WORK ORDER
What is the number of lines in the entries that contain the word "Option"? Answer with that figure alone.

Stored data
*** Block opens ***

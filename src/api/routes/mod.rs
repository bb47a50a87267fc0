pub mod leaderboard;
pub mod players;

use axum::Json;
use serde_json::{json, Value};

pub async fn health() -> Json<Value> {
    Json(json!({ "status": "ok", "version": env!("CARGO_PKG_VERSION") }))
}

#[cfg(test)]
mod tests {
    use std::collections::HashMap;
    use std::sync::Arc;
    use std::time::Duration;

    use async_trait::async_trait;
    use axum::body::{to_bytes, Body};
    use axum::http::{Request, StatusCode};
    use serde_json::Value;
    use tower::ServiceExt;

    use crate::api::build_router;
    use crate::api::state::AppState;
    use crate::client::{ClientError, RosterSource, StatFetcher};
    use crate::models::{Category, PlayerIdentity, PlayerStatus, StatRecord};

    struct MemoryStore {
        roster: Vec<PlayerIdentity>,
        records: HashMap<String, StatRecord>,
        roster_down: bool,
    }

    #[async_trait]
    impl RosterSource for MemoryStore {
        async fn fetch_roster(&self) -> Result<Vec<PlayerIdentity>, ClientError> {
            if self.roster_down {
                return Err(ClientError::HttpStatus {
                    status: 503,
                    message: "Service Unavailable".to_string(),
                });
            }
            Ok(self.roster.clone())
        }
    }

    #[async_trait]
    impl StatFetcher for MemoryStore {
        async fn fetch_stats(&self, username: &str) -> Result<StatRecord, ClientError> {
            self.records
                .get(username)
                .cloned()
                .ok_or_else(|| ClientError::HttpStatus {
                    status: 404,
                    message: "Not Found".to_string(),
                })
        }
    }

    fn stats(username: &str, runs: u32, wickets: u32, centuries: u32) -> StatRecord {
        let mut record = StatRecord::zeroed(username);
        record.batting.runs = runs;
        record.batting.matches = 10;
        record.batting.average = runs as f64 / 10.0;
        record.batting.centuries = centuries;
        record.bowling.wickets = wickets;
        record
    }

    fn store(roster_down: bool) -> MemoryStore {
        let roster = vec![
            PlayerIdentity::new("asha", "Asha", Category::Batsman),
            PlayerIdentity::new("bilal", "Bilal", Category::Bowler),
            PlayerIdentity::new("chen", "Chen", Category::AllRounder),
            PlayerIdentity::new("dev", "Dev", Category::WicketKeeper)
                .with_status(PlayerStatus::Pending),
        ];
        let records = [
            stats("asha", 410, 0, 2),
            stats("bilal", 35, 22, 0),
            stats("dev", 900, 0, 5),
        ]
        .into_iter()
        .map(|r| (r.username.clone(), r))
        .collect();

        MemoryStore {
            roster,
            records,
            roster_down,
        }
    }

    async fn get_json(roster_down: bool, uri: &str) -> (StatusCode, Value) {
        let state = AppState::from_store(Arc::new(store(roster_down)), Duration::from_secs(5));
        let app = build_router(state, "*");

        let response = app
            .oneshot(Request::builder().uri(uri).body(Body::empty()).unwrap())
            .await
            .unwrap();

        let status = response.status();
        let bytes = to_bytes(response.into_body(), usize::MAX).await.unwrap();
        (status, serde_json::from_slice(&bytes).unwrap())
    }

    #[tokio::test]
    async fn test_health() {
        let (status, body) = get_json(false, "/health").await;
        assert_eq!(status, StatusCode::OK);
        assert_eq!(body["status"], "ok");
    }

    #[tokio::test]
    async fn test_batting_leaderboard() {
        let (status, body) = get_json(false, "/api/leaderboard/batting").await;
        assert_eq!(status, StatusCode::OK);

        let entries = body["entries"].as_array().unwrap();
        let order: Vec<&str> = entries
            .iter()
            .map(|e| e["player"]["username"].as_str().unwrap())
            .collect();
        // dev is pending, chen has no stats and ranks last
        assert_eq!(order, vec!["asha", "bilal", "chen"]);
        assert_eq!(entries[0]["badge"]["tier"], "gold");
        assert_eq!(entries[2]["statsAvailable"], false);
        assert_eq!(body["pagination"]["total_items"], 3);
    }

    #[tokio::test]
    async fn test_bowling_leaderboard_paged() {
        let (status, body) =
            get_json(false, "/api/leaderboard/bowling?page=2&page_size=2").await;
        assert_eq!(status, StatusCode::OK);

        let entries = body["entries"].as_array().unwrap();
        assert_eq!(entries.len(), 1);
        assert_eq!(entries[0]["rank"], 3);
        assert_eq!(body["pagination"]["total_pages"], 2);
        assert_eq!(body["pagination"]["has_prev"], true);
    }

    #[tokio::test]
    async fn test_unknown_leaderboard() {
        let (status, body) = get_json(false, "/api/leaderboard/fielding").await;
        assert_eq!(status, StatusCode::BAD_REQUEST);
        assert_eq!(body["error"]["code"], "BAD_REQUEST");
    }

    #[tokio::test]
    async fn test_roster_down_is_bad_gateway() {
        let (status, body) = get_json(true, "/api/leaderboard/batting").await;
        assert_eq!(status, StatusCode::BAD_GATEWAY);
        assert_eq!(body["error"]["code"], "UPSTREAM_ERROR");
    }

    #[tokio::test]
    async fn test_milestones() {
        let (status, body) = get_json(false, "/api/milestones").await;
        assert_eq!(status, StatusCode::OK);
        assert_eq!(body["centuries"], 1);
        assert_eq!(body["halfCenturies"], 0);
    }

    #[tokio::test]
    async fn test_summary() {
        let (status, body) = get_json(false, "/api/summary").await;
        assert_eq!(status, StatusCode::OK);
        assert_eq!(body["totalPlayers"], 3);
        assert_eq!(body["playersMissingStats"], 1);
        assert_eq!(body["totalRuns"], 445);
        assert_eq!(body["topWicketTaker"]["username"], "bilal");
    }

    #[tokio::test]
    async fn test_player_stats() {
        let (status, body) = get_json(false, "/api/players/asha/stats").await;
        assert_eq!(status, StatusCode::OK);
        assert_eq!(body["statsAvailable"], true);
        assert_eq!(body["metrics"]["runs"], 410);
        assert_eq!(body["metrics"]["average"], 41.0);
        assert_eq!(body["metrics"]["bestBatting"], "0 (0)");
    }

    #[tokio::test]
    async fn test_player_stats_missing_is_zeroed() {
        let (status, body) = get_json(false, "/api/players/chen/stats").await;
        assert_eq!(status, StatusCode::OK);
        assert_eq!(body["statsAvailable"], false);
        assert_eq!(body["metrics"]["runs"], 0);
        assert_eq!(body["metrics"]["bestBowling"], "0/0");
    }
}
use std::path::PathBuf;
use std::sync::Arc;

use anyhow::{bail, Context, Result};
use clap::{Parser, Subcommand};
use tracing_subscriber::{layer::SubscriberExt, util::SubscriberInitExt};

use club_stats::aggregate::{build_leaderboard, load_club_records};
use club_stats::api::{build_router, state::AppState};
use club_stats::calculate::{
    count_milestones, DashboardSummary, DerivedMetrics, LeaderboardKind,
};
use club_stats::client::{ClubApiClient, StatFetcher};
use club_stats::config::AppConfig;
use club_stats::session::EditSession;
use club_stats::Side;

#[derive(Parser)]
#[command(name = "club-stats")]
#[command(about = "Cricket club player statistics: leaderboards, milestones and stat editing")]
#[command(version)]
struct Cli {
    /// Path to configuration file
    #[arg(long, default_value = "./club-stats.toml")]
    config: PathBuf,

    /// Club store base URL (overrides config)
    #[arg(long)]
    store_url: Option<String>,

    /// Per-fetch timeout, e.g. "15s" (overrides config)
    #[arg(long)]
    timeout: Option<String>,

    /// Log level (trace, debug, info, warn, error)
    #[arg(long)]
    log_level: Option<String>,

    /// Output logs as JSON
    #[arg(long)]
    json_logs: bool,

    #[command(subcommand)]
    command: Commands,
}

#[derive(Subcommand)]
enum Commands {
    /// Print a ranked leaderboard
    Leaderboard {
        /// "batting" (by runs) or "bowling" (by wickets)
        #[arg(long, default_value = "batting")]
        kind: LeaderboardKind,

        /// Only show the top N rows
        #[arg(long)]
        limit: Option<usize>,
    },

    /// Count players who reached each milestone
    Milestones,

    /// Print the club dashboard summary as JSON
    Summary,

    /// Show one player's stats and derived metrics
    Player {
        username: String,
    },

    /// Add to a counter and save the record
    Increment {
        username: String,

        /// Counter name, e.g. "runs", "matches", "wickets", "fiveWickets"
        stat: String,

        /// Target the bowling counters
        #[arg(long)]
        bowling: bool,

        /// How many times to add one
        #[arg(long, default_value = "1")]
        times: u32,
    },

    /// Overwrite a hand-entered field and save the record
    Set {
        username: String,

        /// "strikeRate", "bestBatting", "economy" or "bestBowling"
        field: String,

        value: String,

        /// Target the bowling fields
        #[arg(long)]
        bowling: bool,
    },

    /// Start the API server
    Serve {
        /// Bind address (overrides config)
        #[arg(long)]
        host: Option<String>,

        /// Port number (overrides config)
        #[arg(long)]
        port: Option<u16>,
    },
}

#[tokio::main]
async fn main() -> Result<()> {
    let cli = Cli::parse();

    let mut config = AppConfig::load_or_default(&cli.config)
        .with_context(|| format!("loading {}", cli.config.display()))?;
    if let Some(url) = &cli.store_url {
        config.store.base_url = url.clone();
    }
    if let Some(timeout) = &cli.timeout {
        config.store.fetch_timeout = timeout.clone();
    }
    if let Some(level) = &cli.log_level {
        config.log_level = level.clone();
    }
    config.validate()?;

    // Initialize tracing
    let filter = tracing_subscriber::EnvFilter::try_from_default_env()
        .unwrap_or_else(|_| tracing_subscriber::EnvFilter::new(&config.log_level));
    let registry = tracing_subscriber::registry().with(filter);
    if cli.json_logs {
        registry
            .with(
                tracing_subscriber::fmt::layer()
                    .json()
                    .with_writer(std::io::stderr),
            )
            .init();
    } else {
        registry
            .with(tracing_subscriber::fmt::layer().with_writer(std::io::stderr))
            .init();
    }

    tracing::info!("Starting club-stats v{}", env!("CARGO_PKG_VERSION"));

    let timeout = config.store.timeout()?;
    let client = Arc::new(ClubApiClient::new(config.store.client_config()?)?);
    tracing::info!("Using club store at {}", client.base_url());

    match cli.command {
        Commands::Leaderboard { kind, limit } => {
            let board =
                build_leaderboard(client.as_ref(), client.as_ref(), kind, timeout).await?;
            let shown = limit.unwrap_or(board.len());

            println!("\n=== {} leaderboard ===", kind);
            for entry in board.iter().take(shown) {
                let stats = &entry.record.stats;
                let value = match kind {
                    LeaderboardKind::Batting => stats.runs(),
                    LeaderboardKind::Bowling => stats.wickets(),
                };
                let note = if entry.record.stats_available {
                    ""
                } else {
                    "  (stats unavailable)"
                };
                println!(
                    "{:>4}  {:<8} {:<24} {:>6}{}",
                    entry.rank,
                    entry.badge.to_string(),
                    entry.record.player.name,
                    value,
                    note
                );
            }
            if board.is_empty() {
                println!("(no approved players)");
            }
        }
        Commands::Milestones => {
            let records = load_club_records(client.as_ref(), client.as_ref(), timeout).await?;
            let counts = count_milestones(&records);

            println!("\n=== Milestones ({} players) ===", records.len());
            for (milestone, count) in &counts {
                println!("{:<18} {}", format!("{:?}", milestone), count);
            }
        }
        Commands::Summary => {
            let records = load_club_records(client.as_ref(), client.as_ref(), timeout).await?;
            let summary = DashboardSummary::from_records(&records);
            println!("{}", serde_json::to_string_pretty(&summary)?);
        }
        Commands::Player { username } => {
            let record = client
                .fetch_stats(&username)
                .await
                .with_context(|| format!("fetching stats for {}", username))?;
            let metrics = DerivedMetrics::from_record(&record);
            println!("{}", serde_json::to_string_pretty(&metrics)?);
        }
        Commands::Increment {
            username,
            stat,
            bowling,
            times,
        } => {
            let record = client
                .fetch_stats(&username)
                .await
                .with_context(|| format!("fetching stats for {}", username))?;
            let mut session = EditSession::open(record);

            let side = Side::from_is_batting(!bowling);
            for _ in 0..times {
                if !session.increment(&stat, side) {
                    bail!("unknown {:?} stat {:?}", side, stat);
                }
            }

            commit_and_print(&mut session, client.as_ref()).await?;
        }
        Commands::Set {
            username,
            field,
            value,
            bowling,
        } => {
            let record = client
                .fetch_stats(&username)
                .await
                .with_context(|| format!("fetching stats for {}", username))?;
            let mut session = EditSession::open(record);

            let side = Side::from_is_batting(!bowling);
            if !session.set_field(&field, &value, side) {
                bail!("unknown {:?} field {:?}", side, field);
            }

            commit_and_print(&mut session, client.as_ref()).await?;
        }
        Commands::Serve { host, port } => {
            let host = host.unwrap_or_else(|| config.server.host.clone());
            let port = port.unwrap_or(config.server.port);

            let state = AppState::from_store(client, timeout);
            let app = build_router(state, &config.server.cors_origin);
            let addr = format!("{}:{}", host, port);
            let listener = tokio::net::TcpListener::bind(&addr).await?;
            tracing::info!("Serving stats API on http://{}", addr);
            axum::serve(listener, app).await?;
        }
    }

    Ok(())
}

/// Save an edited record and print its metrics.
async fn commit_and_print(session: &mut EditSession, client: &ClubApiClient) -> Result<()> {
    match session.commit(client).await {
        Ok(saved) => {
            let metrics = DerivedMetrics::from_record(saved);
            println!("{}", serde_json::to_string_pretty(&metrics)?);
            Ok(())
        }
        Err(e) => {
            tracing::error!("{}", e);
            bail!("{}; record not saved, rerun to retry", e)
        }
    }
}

*** Block closes ***

ANSWER FOR THE TASK
6